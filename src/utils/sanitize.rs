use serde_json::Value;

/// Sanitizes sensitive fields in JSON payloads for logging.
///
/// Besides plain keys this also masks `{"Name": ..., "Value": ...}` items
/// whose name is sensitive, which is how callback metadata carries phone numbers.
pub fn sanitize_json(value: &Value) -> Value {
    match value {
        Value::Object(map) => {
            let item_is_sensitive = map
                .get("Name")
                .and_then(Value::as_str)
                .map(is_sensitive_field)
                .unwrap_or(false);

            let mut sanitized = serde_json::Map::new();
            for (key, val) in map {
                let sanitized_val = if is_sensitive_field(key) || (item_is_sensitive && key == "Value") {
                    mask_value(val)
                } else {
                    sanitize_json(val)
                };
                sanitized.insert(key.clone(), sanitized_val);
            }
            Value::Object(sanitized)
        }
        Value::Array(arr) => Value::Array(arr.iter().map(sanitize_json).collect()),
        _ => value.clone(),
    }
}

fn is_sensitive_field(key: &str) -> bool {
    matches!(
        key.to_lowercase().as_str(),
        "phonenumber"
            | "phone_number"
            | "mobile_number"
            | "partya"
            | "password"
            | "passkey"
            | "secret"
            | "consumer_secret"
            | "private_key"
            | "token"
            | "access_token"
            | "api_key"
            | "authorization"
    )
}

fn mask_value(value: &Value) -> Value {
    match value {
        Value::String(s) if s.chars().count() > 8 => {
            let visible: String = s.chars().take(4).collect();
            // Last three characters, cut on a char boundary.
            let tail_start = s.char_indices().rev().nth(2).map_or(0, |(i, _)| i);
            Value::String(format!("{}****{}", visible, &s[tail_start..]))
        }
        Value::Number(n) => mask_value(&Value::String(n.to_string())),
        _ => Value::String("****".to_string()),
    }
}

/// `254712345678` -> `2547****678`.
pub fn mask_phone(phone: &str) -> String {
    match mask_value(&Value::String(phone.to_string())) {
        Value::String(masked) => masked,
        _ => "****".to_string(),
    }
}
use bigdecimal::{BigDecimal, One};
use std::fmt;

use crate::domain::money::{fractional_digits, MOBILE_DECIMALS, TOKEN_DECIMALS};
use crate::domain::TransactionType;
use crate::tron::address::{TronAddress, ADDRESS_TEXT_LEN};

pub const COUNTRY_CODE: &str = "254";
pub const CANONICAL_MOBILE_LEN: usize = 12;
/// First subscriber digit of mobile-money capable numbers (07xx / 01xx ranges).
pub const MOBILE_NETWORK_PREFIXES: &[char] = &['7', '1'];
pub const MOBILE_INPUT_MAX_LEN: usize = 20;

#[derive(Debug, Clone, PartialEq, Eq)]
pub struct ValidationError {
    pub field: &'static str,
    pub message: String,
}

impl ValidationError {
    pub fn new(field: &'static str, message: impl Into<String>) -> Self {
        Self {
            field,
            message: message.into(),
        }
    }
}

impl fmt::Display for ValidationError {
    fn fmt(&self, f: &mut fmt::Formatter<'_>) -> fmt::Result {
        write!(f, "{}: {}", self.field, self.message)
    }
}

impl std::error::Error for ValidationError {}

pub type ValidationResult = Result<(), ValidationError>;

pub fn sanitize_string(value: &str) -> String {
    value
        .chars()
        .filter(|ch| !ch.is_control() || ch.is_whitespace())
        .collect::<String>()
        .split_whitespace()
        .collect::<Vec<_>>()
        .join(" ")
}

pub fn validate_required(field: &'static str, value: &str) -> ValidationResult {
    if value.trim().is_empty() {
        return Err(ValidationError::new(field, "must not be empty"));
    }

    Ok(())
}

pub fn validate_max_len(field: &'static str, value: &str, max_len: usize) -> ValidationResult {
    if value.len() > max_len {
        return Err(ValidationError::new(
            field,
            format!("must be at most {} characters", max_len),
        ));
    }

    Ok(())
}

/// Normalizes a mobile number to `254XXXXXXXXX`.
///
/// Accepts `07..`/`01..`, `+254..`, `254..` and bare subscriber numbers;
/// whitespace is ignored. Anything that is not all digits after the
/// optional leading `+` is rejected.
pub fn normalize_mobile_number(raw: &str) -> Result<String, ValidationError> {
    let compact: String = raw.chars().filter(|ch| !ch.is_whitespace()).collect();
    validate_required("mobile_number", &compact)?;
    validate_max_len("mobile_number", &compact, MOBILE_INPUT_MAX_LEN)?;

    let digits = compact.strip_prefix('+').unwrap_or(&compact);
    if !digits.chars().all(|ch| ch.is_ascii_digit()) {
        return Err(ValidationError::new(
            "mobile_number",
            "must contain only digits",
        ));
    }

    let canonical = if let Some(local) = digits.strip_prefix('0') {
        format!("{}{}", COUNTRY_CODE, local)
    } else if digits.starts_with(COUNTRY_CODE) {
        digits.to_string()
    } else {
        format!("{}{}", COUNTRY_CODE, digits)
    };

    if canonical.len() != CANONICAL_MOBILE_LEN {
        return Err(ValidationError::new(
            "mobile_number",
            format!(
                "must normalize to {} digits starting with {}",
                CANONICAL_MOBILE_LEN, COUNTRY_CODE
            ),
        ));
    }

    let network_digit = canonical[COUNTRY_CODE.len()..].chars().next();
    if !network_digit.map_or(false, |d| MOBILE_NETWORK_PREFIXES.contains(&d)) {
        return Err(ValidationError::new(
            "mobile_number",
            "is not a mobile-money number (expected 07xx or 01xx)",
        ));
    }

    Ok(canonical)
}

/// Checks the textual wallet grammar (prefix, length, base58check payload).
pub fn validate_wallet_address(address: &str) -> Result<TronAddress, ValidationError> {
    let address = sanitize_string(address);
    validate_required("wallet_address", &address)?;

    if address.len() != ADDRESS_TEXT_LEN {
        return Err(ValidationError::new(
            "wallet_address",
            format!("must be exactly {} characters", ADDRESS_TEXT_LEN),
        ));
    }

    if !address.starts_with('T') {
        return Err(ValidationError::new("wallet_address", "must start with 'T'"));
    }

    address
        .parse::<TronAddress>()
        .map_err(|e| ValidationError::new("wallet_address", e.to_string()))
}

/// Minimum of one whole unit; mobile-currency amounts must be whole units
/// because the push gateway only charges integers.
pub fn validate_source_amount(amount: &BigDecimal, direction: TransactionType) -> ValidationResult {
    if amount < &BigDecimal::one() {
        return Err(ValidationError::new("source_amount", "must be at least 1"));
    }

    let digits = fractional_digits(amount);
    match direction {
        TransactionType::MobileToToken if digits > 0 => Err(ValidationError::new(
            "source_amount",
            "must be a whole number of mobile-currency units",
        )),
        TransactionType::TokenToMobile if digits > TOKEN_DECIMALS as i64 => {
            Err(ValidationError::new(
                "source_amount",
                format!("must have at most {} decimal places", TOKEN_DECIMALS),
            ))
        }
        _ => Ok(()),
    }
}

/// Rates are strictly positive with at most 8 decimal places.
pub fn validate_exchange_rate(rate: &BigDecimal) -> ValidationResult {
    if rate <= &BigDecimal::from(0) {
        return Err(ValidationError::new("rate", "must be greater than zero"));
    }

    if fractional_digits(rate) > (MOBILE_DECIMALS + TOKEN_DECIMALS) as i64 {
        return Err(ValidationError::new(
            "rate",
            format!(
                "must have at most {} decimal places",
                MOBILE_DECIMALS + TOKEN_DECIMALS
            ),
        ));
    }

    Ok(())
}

### WORK ITEM
Set down exactly the lines of the material above from the one with "TransactionType::TokenToMobile if digits" through the end. Include both ends and nothing else.

### ANSWER FOR THIS EXERCISE
        TransactionType::TokenToMobile if digits > TOKEN_DECIMALS as i64 => {
            Err(ValidationError::new(
                "source_amount",
                format!("must have at most {} decimal places", TOKEN_DECIMALS),
            ))
        }
        _ => Ok(()),
    }
}

/// Rates are strictly positive with at most 8 decimal places.
pub fn validate_exchange_rate(rate: &BigDecimal) -> ValidationResult {
    if rate <= &BigDecimal::from(0) {
        return Err(ValidationError::new("rate", "must be greater than zero"));
    }

    if fractional_digits(rate) > (MOBILE_DECIMALS + TOKEN_DECIMALS) as i64 {
        return Err(ValidationError::new(
            "rate",
            format!(
                "must have at most {} decimal places",
                MOBILE_DECIMALS + TOKEN_DECIMALS
            ),
        ));
    }

    Ok(())
}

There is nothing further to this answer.